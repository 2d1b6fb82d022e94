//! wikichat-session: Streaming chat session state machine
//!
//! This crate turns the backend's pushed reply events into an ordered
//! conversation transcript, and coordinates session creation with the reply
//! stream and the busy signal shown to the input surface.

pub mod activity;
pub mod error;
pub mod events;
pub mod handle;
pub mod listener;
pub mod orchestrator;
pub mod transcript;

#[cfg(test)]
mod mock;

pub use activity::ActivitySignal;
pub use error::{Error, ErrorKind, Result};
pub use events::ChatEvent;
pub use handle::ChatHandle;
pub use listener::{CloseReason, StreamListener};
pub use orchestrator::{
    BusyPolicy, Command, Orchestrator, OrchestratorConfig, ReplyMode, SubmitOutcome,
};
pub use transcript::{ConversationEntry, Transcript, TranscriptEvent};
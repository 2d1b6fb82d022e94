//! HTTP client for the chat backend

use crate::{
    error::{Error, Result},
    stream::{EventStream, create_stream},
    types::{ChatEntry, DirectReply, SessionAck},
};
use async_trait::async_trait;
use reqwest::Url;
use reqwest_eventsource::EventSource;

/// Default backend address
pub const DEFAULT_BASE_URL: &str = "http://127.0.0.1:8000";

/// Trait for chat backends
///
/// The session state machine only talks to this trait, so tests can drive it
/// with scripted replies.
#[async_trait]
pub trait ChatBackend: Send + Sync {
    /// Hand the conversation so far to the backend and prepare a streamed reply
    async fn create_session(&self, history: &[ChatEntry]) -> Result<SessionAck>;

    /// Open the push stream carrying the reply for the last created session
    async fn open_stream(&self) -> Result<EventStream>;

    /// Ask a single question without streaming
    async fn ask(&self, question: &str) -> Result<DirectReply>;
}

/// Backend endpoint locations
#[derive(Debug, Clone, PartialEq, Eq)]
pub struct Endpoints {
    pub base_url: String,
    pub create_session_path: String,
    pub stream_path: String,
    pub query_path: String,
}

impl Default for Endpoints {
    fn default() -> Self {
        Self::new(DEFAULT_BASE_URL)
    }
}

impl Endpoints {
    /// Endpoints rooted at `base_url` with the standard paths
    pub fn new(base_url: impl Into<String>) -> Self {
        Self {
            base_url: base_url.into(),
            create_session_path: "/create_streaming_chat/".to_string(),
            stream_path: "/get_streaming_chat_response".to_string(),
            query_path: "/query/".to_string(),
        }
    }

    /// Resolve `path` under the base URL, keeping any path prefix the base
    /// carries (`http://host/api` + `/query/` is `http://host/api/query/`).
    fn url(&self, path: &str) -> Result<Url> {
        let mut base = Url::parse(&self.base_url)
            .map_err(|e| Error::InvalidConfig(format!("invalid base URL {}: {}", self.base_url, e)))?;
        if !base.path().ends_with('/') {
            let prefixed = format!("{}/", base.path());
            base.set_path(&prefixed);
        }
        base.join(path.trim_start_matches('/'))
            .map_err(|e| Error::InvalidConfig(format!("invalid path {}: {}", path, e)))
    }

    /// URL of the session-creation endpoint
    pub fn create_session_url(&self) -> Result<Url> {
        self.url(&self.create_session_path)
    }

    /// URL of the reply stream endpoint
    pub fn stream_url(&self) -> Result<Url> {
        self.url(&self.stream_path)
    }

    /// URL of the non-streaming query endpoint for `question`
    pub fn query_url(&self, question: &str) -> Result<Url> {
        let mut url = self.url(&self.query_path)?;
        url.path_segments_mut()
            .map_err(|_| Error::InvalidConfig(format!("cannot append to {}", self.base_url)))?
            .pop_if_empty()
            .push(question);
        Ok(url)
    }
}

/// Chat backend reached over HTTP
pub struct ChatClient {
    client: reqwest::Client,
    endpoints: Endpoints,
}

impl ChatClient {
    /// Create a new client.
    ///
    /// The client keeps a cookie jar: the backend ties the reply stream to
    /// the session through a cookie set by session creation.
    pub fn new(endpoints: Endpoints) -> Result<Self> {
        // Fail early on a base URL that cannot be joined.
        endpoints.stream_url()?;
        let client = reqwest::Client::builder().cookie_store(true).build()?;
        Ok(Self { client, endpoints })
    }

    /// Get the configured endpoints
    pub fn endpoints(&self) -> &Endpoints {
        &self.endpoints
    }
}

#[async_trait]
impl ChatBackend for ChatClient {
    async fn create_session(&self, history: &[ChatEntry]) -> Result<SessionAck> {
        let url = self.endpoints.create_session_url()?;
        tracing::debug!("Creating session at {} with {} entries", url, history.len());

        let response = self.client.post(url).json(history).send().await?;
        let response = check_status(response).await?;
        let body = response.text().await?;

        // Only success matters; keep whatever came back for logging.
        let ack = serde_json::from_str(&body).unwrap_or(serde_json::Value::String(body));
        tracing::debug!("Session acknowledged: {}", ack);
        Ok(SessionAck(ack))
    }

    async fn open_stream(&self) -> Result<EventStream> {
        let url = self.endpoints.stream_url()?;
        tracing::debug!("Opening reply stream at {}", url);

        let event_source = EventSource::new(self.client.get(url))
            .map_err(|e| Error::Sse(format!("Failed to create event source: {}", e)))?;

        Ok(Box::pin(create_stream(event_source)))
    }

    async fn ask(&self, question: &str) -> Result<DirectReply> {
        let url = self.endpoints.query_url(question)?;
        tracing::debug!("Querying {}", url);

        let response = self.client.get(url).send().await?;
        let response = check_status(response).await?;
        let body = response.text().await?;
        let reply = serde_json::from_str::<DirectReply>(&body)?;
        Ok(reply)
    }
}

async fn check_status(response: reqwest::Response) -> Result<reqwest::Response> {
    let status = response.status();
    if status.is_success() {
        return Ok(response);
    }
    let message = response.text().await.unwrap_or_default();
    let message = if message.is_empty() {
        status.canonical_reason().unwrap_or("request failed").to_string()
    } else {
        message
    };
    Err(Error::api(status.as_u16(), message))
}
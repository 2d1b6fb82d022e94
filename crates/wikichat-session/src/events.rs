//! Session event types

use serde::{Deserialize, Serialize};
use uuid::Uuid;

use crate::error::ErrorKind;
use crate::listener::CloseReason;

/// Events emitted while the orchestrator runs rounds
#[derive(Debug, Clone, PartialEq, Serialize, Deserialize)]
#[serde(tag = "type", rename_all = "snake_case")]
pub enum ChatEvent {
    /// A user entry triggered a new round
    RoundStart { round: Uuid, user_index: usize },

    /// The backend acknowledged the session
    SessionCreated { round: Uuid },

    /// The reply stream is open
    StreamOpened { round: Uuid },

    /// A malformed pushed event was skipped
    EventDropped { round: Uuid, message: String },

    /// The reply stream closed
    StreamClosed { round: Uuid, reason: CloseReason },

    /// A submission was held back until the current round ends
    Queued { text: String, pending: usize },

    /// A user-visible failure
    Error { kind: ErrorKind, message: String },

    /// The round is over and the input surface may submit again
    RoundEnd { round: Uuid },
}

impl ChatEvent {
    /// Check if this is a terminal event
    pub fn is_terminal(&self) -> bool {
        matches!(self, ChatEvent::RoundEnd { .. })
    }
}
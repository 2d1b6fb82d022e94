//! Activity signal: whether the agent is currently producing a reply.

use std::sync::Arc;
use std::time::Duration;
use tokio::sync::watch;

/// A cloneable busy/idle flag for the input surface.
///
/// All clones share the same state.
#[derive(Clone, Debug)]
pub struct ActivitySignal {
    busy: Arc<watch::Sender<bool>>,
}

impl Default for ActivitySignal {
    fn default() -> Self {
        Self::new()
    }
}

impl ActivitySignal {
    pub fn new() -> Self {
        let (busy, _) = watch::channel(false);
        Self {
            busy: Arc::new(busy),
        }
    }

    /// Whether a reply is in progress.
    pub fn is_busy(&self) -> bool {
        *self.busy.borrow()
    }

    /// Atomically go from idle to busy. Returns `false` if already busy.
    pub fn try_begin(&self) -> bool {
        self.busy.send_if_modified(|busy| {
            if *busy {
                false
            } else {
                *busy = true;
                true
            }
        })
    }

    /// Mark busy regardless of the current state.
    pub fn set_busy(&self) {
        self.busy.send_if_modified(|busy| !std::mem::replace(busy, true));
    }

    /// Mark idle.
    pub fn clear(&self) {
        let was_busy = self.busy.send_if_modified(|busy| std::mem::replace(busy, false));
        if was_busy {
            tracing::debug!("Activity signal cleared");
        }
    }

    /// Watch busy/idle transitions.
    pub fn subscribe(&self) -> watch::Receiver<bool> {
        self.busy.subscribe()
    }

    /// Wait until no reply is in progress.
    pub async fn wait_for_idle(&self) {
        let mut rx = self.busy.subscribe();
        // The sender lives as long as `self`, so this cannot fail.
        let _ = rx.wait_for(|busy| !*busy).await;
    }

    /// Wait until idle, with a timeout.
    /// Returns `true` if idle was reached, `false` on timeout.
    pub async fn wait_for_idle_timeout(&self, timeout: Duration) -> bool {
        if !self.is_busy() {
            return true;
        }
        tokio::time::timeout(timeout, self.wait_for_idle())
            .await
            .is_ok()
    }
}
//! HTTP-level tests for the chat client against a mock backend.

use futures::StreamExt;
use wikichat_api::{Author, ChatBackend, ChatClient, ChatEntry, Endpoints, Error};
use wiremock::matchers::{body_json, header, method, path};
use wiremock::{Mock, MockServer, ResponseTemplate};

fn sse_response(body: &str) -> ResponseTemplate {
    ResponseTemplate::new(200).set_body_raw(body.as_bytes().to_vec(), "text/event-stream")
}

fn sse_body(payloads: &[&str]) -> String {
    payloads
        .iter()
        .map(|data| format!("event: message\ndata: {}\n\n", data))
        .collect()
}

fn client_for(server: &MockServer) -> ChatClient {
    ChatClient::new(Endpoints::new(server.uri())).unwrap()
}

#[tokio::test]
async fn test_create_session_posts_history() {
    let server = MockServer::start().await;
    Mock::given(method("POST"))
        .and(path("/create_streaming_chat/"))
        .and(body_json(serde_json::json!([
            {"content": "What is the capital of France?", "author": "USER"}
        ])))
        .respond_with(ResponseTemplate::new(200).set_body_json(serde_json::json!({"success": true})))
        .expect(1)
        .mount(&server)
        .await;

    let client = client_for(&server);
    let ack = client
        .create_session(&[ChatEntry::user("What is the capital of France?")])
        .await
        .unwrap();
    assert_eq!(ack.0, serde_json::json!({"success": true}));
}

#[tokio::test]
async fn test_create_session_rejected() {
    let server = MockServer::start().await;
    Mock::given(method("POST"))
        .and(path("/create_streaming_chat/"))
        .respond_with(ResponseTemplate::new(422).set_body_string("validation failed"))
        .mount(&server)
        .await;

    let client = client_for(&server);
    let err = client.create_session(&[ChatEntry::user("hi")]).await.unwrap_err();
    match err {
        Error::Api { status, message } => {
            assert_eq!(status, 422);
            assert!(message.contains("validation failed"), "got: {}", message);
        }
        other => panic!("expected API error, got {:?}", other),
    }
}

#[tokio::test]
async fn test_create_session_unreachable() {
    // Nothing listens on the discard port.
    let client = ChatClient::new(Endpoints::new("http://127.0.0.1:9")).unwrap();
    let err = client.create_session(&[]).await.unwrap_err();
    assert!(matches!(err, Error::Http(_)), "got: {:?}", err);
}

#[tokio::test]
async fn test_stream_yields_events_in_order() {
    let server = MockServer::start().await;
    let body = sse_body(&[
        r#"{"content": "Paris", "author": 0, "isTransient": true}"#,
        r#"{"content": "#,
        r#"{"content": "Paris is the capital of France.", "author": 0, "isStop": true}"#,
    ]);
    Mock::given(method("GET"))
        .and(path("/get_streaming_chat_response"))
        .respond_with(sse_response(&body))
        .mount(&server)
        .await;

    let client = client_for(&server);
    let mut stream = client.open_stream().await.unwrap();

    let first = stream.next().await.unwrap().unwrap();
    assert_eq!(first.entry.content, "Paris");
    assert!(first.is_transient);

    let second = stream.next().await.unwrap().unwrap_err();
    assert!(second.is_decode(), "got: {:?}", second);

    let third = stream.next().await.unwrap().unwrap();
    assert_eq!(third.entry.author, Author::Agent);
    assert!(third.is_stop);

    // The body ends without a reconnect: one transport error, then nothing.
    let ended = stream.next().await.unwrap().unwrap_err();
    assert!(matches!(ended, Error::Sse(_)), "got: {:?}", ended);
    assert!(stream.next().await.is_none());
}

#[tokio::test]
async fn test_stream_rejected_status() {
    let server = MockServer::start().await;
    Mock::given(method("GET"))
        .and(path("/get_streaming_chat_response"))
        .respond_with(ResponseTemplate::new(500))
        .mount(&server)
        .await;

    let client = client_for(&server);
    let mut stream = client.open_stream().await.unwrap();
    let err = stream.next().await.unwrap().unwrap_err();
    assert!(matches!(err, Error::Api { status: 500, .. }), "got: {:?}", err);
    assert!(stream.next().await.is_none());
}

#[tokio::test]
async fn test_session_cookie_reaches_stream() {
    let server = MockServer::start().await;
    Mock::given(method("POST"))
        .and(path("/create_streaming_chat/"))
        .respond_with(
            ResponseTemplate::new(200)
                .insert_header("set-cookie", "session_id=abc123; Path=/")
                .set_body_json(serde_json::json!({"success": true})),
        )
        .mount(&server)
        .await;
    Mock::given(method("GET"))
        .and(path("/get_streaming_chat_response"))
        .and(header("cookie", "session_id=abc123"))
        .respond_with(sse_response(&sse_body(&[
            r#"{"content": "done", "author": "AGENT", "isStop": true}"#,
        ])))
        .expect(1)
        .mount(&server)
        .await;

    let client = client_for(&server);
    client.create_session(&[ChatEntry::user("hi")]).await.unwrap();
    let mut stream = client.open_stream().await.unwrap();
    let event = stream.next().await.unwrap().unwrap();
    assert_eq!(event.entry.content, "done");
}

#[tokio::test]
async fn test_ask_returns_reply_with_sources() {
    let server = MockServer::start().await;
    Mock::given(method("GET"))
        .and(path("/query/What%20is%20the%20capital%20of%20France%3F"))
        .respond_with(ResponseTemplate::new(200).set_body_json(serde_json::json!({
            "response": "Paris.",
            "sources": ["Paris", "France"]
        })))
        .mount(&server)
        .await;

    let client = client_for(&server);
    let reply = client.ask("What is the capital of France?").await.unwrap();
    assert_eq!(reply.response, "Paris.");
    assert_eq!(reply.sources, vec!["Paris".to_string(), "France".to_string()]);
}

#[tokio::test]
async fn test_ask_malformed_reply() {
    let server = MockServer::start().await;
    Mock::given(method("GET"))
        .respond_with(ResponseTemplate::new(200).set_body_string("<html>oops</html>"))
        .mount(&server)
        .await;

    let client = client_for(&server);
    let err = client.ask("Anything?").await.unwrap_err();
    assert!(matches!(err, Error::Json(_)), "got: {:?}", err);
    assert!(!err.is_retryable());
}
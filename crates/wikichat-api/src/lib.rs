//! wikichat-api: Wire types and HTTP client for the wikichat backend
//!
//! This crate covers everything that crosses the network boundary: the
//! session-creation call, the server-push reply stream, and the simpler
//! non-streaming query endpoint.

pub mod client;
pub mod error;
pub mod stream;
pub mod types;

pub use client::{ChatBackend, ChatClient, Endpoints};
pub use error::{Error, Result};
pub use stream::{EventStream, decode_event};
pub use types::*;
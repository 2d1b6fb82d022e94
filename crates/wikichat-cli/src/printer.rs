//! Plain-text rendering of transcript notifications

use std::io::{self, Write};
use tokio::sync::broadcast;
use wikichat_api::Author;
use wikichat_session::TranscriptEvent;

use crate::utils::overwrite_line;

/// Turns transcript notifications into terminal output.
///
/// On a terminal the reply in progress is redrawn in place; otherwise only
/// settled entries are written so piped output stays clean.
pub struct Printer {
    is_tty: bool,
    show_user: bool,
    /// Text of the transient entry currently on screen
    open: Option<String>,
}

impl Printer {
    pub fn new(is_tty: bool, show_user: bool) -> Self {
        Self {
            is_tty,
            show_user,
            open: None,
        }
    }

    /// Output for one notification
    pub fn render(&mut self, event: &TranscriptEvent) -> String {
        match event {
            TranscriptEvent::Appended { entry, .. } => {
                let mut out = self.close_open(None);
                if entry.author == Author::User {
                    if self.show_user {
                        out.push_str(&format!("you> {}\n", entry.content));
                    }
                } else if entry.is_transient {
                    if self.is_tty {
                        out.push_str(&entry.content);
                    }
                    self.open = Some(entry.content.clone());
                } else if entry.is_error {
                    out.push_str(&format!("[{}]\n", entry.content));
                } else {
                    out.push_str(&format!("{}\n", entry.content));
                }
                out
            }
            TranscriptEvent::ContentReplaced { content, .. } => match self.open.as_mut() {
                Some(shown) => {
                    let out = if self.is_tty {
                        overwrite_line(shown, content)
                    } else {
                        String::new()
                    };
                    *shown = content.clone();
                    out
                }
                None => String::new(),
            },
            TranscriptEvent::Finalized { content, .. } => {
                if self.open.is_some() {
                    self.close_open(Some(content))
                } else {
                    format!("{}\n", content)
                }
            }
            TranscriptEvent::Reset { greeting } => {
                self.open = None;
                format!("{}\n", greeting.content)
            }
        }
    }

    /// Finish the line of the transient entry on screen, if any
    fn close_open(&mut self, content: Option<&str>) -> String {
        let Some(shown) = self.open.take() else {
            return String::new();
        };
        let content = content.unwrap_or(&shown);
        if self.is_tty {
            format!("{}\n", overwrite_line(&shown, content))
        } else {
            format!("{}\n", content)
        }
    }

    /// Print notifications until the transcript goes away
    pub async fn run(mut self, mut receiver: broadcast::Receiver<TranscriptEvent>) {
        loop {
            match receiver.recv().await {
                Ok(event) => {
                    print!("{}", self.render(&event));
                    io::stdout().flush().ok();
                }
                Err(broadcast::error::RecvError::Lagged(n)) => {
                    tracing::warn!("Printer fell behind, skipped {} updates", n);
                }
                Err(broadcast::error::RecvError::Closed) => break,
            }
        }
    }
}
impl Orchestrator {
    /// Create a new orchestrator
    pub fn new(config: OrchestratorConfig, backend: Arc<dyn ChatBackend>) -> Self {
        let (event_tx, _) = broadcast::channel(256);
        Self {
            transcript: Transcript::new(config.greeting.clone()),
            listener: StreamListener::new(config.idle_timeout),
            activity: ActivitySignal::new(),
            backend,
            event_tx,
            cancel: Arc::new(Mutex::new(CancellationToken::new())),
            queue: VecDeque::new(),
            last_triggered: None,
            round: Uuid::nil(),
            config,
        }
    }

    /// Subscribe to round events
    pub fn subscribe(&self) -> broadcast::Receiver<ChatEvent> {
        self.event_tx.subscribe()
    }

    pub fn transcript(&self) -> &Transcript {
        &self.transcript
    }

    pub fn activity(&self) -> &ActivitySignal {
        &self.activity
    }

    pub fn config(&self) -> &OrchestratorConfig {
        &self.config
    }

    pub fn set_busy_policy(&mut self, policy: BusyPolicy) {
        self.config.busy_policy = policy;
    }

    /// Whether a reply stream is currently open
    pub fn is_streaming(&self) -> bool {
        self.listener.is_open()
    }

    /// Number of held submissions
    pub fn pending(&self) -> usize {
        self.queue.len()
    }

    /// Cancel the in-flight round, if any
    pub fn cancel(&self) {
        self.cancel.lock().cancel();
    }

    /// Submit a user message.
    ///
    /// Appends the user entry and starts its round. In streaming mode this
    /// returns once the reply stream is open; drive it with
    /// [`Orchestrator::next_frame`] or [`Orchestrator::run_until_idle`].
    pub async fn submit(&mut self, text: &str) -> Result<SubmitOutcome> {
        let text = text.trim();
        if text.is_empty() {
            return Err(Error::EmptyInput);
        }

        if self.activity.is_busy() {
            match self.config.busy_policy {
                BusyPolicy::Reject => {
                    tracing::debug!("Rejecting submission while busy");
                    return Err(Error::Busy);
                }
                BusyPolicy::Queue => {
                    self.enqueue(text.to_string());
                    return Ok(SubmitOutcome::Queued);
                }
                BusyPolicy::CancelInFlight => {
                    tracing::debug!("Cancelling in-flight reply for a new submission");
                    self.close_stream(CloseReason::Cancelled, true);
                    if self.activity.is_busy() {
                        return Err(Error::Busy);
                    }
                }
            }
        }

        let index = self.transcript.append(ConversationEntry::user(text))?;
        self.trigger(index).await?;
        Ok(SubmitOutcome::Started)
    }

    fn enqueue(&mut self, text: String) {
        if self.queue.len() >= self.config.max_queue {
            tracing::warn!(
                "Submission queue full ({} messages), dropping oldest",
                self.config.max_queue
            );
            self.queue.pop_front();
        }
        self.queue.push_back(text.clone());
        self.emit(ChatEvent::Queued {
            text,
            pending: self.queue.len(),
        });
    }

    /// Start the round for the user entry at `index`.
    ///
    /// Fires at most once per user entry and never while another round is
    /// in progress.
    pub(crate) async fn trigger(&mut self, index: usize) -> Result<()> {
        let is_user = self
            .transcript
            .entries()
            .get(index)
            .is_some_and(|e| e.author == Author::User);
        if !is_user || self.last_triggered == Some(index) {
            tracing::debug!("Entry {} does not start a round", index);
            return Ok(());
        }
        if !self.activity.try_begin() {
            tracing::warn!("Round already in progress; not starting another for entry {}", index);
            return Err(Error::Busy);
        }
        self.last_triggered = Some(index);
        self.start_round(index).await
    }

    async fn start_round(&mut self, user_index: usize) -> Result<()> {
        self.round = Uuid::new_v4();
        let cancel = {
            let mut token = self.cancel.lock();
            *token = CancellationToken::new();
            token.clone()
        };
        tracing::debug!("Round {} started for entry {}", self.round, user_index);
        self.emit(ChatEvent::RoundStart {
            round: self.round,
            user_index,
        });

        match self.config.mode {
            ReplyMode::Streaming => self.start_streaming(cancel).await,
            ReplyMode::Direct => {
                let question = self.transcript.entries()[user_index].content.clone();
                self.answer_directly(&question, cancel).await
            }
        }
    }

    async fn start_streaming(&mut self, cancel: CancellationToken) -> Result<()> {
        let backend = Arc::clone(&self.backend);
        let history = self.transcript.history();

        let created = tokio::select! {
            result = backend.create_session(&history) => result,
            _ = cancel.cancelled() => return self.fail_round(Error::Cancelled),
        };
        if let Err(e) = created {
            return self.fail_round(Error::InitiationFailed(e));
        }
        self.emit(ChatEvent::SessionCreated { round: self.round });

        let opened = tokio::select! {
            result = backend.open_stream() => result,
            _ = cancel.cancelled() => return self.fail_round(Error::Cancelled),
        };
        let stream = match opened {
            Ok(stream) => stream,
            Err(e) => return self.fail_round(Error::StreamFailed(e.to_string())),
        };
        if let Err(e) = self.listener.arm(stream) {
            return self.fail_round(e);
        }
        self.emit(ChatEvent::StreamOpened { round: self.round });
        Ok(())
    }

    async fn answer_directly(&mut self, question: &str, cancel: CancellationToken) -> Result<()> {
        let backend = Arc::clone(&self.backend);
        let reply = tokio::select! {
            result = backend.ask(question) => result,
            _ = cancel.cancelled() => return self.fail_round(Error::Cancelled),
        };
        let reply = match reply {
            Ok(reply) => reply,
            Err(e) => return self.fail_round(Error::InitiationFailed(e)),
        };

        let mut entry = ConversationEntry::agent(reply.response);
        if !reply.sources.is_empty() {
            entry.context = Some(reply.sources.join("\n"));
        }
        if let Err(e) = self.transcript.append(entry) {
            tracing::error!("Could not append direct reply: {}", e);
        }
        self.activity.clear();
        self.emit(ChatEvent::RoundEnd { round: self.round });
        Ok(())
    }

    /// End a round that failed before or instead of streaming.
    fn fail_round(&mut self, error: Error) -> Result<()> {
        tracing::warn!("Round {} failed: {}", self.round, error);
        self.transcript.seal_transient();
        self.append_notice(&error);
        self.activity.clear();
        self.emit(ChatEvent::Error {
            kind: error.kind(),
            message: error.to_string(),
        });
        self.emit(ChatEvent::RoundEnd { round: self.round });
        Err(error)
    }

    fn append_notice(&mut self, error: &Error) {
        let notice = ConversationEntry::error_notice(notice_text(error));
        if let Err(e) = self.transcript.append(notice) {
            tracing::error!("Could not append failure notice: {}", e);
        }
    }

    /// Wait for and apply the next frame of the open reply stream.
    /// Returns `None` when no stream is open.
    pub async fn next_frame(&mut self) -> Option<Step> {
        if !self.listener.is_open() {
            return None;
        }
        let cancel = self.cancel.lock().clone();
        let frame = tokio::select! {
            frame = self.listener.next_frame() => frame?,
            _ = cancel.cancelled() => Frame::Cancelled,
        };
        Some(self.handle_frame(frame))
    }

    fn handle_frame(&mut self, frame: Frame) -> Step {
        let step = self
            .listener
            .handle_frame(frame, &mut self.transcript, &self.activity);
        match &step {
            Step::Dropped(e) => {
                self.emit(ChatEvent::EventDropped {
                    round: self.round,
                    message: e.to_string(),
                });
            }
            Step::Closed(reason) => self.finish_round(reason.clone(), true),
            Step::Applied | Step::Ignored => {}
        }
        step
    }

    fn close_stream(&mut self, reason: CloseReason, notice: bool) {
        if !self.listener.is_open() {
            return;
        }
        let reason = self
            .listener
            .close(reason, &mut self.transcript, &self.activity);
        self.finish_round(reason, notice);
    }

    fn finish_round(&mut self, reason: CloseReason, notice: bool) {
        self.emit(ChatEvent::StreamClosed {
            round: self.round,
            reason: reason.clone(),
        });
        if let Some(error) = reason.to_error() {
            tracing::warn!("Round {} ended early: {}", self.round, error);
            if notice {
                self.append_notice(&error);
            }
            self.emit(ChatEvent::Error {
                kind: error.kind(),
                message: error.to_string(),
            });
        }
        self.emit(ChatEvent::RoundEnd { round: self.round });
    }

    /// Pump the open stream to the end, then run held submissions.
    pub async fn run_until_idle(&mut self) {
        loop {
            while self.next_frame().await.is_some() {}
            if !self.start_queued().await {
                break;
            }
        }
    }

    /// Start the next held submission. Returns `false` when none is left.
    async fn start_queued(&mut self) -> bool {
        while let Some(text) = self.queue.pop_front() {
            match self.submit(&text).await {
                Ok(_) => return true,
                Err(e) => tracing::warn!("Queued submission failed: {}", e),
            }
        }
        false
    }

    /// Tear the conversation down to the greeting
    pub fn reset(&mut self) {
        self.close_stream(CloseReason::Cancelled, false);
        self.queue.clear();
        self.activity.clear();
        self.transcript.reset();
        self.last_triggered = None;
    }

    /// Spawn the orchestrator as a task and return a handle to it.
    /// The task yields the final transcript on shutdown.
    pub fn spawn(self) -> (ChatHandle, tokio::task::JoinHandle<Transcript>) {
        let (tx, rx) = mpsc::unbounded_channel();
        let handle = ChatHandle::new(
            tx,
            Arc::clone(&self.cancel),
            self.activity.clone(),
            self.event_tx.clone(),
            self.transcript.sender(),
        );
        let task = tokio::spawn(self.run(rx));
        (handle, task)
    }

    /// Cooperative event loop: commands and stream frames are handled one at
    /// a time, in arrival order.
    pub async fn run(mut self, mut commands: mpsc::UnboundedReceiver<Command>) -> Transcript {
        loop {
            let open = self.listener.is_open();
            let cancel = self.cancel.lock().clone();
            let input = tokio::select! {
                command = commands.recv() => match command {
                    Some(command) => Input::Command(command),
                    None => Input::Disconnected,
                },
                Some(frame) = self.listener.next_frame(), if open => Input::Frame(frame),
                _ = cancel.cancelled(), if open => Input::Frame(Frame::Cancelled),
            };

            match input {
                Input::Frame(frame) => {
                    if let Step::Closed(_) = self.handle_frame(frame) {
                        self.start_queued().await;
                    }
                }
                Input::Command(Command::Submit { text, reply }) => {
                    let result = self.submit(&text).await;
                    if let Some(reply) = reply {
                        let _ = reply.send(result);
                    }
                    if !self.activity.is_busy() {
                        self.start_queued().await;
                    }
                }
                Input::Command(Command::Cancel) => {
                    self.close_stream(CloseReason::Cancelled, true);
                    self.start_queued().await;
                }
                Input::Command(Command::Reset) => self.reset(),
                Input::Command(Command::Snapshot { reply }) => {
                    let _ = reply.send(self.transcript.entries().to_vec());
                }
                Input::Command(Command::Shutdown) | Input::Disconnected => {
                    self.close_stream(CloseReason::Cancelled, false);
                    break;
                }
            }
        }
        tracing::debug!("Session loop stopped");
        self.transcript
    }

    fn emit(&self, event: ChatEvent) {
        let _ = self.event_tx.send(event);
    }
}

======

Looking at the entries above, count the lines that contain the string "StreamClosed", then give the number and nothing else.

2